**YOUR ASSIGNMENT**
When you return the entries, keep every word and mark exactly as it is.

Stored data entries
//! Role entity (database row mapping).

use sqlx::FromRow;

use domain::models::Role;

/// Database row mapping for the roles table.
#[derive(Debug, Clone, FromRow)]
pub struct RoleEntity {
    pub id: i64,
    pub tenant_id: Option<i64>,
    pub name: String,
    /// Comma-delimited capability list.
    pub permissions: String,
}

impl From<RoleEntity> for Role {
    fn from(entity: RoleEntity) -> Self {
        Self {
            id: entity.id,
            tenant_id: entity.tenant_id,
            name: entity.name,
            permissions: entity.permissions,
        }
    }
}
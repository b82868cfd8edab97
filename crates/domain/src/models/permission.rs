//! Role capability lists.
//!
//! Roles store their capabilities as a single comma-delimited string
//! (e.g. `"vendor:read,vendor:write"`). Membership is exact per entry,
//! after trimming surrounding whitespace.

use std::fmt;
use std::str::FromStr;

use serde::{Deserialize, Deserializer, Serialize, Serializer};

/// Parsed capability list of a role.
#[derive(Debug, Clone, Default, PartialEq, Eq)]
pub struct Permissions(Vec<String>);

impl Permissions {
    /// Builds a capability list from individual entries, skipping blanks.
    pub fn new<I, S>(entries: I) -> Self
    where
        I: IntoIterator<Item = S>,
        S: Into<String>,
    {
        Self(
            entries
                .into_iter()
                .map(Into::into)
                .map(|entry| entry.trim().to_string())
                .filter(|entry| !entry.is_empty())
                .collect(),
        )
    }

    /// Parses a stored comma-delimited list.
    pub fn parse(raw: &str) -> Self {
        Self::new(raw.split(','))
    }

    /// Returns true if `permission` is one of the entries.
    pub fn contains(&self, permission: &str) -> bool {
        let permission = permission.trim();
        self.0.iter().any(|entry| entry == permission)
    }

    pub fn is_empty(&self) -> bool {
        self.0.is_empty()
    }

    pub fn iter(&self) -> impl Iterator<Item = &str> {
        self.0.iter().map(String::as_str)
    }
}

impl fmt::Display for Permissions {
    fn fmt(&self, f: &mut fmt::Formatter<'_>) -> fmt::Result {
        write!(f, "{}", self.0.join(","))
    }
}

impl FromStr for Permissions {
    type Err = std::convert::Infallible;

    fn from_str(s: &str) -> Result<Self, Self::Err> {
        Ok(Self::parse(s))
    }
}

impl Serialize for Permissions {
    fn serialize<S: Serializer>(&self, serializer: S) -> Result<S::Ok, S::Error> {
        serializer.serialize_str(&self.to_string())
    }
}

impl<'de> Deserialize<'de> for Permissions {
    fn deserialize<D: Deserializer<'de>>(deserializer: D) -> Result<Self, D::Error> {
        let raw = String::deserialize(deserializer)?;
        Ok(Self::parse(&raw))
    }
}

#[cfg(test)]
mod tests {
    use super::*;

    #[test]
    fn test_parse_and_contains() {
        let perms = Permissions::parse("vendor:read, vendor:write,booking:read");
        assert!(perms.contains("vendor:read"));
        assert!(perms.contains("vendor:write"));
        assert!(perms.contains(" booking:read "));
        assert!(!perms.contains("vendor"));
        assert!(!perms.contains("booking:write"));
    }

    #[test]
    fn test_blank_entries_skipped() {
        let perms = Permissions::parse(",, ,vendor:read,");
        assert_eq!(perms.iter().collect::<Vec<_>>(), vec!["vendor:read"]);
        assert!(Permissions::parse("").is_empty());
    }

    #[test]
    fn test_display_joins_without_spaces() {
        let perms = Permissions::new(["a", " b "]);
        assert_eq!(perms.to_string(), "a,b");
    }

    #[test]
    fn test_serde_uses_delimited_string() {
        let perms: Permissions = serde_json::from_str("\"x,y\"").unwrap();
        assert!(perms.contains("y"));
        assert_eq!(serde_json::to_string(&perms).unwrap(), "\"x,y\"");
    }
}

**TASK RESPONSE**
//! Role entity (database row mapping).

use sqlx::FromRow;

use domain::models::Role;

/// Database row mapping for the roles table.
#[derive(Debug, Clone, FromRow)]
pub struct RoleEntity {
    pub id: i64,
    pub tenant_id: Option<i64>,
    pub name: String,
    /// Comma-delimited capability list.
    pub permissions: String,
}

impl From<RoleEntity> for Role {
    fn from(entity: RoleEntity) -> Self {
        Self {
            id: entity.id,
            tenant_id: entity.tenant_id,
            name: entity.name,
            permissions: entity.permissions,
        }
    }
}
repository b82868cfd8edab97
filename crates/domain/src/models/permission.rs
//! Role capability lists.
//!
//! Roles store their capabilities as a single comma-delimited string
//! (e.g. `"vendor:read,vendor:write"`). Membership is exact per entry,
//! after trimming surrounding whitespace.

use std::fmt;
use std::str::FromStr;

use serde::{Deserialize, Deserializer, Serialize, Serializer};

/// Parsed capability list of a role.
#[derive(Debug, Clone, Default, PartialEq, Eq)]
pub struct Permissions(Vec<String>);

impl Permissions {
    /// Builds a capability list from individual entries, skipping blanks.
    pub fn new<I, S>(entries: I) -> Self
    where
        I: IntoIterator<Item = S>,
        S: Into<String>,
    {
        Self(
            entries
                .into_iter()
                .map(Into::into)
                .map(|entry| entry.trim().to_string())
                .filter(|entry| !entry.is_empty())
                .collect(),
        )
    }

    /// Parses a stored comma-delimited list.
    pub fn parse(raw: &str) -> Self {
        Self::new(raw.split(','))
    }

    /// Returns true if `permission` is one of the entries.
    pub fn contains(&self, permission: &str) -> bool {
        let permission = permission.trim();
        self.0.iter().any(|entry| entry == permission)
    }

    pub fn is_empty(&self) -> bool {
        self.0.is_empty()
    }

    pub fn iter(&self) -> impl Iterator<Item = &str> {
        self.0.iter().map(String::as_str)
    }
}

impl fmt::Display for Permissions {
    fn fmt(&self, f: &mut fmt::Formatter<'_>) -> fmt::Result {
        write!(f, "{}", self.0.join(","))
    }
}

impl FromStr for Permissions {
    type Err = std::convert::Infallible;

    fn from_str(s: &str) -> Result<Self, Self::Err> {
        Ok(Self::parse(s))
    }
}

impl Serialize for Permissions {
    fn serialize<S: Serializer>(&self, serializer: S) -> Result<S::Ok, S::Error> {
        serializer.serialize_str(&self.to_string())
    }
}

impl<'de> Deserialize<'de> for Permissions {
    fn deserialize<D: Deserializer<'de>>(deserializer: D) -> Result<Self, D::Error> {
        let raw = String::deserialize(deserializer)?;
        Ok(Self::parse(&raw))
    }
}

#[cfg(test)]
mod tests {
    use super::*;

    #[test]
    fn test_parse_and_contains() {
        let perms = Permissions::parse("vendor:read, vendor:write,booking:read");
        assert!(perms.contains("vendor:read"));
        assert!(perms.contains("vendor:write"));
        assert!(perms.contains(" booking:read "));
        assert!(!perms.contains("vendor"));
        assert!(!perms.contains("booking:write"));
    }

    #[test]
    fn test_blank_entries_skipped() {
        let perms = Permissions::parse(",, ,vendor:read,");
        assert_eq!(perms.iter().collect::<Vec<_>>(), vec!["vendor:read"]);
        assert!(Permissions::parse("").is_empty());
    }

    #[test]
    fn test_display_joins_without_spaces() {
        let perms = Permissions::new(["a", " b "]);
        assert_eq!(perms.to_string(), "a,b");
    }

    #[test]
    fn test_serde_uses_delimited_string() {
        let perms: Permissions = serde_json::from_str("\"x,y\"").unwrap();
        assert!(perms.contains("y"));
        assert_eq!(serde_json::to_string(&perms).unwrap(), "\"x,y\"");
    }
}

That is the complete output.